The science behind coffee naps: how to recharge effectively

Alyssia Birjalal|Published

The restorative qualities of sleep combined with caffeine can lead to heightened alertness, reasoning and even creativity.

Image: Pexels.

Have you ever noticed your energy levels dip in the early afternoon? Maybe you grab a cup of coffee, or you take a quick nap, but what if you could do both? 

Enter the coffee nap: A coffee nap, or "nappuccino", is a simple yet effective way to recharge when you need it most.

Surprisingly, pairing coffee with a nap may seem like a recipe for disaster, but research has proven that this combination can actually enhance our daytime productivity and significantly enhance our mental sharpness.

Studies show that for certain groups, like night shift workers or sleepy drivers, a coffee nap can significantly enhance cognitive and physical performance.

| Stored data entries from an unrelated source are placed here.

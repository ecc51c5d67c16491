//! taskboard-notify - Notification sync client for the taskboard backend
//!
//! This is the command-line entry point: list, watch, mark as read and delete
//! the current user's notifications.

use std::sync::Arc;

use clap::{Parser, Subcommand};
use tokio::signal;
use tracing::{info, warn};

use taskboard_notify::auth::{CredentialProvider, FileCredentials, StaticCredentials};
use taskboard_notify::config::Config;
use taskboard_notify::error::AppError;
use taskboard_notify::logging::init_tracing;
use taskboard_notify::models::NotificationEntry;
use taskboard_notify::notifications::{
    HttpNotificationApi, MarkReadOutcome, NotificationSnapshot, NotificationSyncStore,
};
use taskboard_notify::sync::{ApiClient, RetryExecutor};

/// taskboard-notify - Notification sync client for the taskboard backend
#[derive(Parser, Debug)]
#[command(name = "taskboard-notify")]
#[command(author, version, about, long_about = None)]
struct Args {
    /// Path to the configuration file
    #[arg(short, long, env = "TASKBOARD_CONFIG")]
    config: Option<String>,

    #[command(subcommand)]
    command: Command,
}

#[derive(Subcommand, Debug)]
enum Command {
    /// Fetch and print notifications once
    List,
    /// Poll and print the unread count whenever it changes
    Watch,
    /// Mark a notification as read
    Read {
        /// Notification ID
        id: String,
    },
    /// Hide a notification
    Delete {
        /// Notification ID
        id: String,
    },
}

#[tokio::main]
async fn main() -> anyhow::Result<()> {
    let args = Args::parse();

    let config = load_config(&args)?;

    init_tracing(&config.logging)?;

    info!(
        version = env!("CARGO_PKG_VERSION"),
        base_url = %config.api.base_url,
        "Starting taskboard-notify"
    );

    let credentials = load_credentials(&config)?;
    if !credentials.has_session() {
        anyhow::bail!("No session: set session.token or session.token_file");
    }

    let store = Arc::new(build_store(&config, Arc::clone(&credentials))?);

    match args.command {
        Command::List => {
            store.refresh().await;
            print_snapshot(&store.snapshot());
        }
        Command::Watch => watch(&store, credentials.as_ref()).await,
        Command::Read { id } => {
            store.refresh().await;
            match store.mark_as_read(&id).await? {
                MarkReadOutcome::Marked => {
                    println!("Marked {} as read ({} unread)", id, store.unread_count());
                }
                MarkReadOutcome::AlreadyRead => println!("{} is already read", id),
                MarkReadOutcome::InProgress => println!("{} is already being marked", id),
                MarkReadOutcome::NotFound => anyhow::bail!("Notification {} not found", id),
            }
        }
        Command::Delete { id } => {
            store.refresh().await;
            store.delete_notification(&id).await?;
            println!("Deleted {} ({} unread)", id, store.unread_count());
        }
    }

    store.stop();
    info!("taskboard-notify shutdown complete");
    Ok(())
}

/// Load configuration from file or environment
fn load_config(args: &Args) -> anyhow::Result<Config> {
    match &args.config {
        Some(path) => {
            // Use eprintln! since tracing is not yet initialized
            eprintln!("Loading configuration from file: {}", path);
            Config::from_file(path).map_err(|e| anyhow::anyhow!("Failed to load config: {}", e))
        }
        None => {
            eprintln!("Loading configuration from environment variables");
            Config::from_env().map_err(|e| anyhow::anyhow!("Failed to load config: {}", e))
        }
    }
}

/// Pick the credential provider; a token file wins over an inline token
fn load_credentials(config: &Config) -> Result<Arc<dyn CredentialProvider>, AppError> {
    if let Some(path) = &config.session.token_file {
        let credentials = FileCredentials::load(path)?;
        if credentials.access_token().is_none() {
            if let Some(token) = &config.session.token {
                credentials.store(token)?;
            }
        }
        return Ok(Arc::new(credentials));
    }

    Ok(match &config.session.token {
        Some(token) => Arc::new(StaticCredentials::new(token.clone())),
        None => Arc::new(StaticCredentials::anonymous()),
    })
}

/// Wire the HTTP client, retry executor and store together
fn build_store(
    config: &Config,
    credentials: Arc<dyn CredentialProvider>,
) -> Result<NotificationSyncStore, AppError> {
    let client = ApiClient::new(&config.api, credentials)?;
    let mut api = HttpNotificationApi::new(client);
    if config.notifications.retry_list {
        api = api.with_retry(RetryExecutor::new(config.retry.clone()));
    }

    Ok(NotificationSyncStore::new(
        Arc::new(api),
        &config.notifications,
        true,
    ))
}

/// Poll until a shutdown signal arrives or the session is rejected
async fn watch(store: &Arc<NotificationSyncStore>, credentials: &dyn CredentialProvider) {
    let mut changes = store.subscribe();
    store.start();

    let shutdown = shutdown_signal();
    tokio::pin!(shutdown);

    loop {
        tokio::select! {
            _ = &mut shutdown => break,
            changed = changes.changed() => {
                if changed.is_err() {
                    break;
                }
                let unread = changes.borrow_and_update().unread_count;
                println!("{} unread", unread);

                if !credentials.has_session() {
                    warn!("Session rejected by backend, stopping");
                    store.set_session_active(false);
                    break;
                }
            }
            _ = tokio::time::sleep(store.poll_interval()) => {
                if !credentials.has_session() {
                    warn!("Session rejected by backend, stopping");
                    store.set_session_active(false);
                    break;
                }
            }
        }
    }
}

fn print_snapshot(snapshot: &NotificationSnapshot) {
    for entry in &snapshot.entries {
        println!("{}", format_entry(entry));
    }
    println!("{} unread", snapshot.unread_count);
}

fn format_entry(entry: &NotificationEntry) -> String {
    let marker = if entry.is_unread() { "*" } else { " " };
    format!(
        "{} {} [{}] {} ({})",
        marker,
        entry.id,
        entry.kind.label(),
        entry.message(),
        entry.created_at.format("%Y-%m-%d %H:%M")
    )
}

/// Create a future that resolves when a shutdown signal is received
async fn shutdown_signal() {
    let ctrl_c = async {
        signal::ctrl_c()
            .await
            .expect("Failed to install Ctrl+C handler");
    };

    #[cfg(unix)]
    let terminate = async {
        signal::unix::signal(signal::unix::SignalKind::terminate())
            .expect("Failed to install SIGTERM handler")
            .recv()
            .await;
    };

    #[cfg(not(unix))]
    let terminate = std::future::pending::<()>();

    tokio::select! {
        _ = ctrl_c => {
            info!("Received Ctrl+C, shutting down");
        }
        _ = terminate => {
            info!("Received SIGTERM, shutting down");
        }
    }
}
//! Backend communication infrastructure
//!
//! This module provides the plumbing the notification store is built on:
//! an authenticated HTTP client, a retry executor for rate-limited calls and
//! a scheduler for periodic background refreshes.
//!
//! # Components
//!
//! - [`retry`]: Retry executor with exponential backoff on HTTP 429
//! - [`http_client`]: Authenticated JSON client for the REST backend
//! - [`scheduler`]: Periodic poll task with cancellable handle
//!
//! # Example
//!
//! ```ignore
//! use std::sync::Arc;
//! use taskboard_notify::auth::StaticCredentials;
//! use taskboard_notify::config::{ApiConfig, RetryConfig};
//! use taskboard_notify::sync::{ApiClient, RetryExecutor};
//!
//! let client = ApiClient::new(&ApiConfig::default(), Arc::new(StaticCredentials::new("token")))?;
//! let retry = RetryExecutor::new(RetryConfig::default());
//!
//! let body = retry.execute(|| client.get("/notifications")).await?;
//! ```

pub mod http_client;
pub mod retry;
pub mod scheduler;

// Re-export main types for convenience
pub use http_client::ApiClient;
pub use retry::RetryExecutor;
pub use scheduler::{PollHandle, PollScheduler, Pollable};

One study from the 90s tested participants who consumed 200 milligrams of caffeine before taking a nap. The results were telling: those who had both a caffeine boost and a nap managed to stay alert and perform better than those who had caffeine or a nap alone.

How does it work?

Caffeine blocks a chemical called adenosine in your brain, which makes you feel sleepy. As adenosine builds up throughout the day, we start to feel tired.

A quick nap helps clear some of this adenosine from the brain, making way for caffeine to work even better. After enjoying a caffeine kick and a brief rest, you’re not just awake, you’re alert!

When to take a coffee nap?

  • During the afternoon slump: If you feel your energy dip after lunch, that’s the perfect time.
  • Before a late night: If you know you’ll be up late, this combination can keep you sharp and awake.
  • Before a long drive: A coffee nap can help improve your concentration for those long journeys.
  • Avoid before bedtime: If it's nearly time for bed, skip the coffee nap. Caffeine can keep you up longer.

How to take a coffee nap

1. Prepare your coffee with about 200 milligrams of caffeine.

2. Drink it quickly.

3. Set an alarm for 20 minutes and find a dark and comfy place to close your eyes.

4. Don’t hit snooze! After 20 minutes, wake up and enjoy the enhanced energy and mental clarity. 

Studies suggest that the best time to indulge in a coffee nap is after lunch, ideally around mid-afternoon. This is when many people naturally feel a dip in energy.

Despite its perks, there are instances when caffeine should be avoided altogether, particularly for those with certain medical conditions such as high blood pressure, pregnancy or anxiety.

Always consult a healthcare professional if you have doubts about caffeine consumption.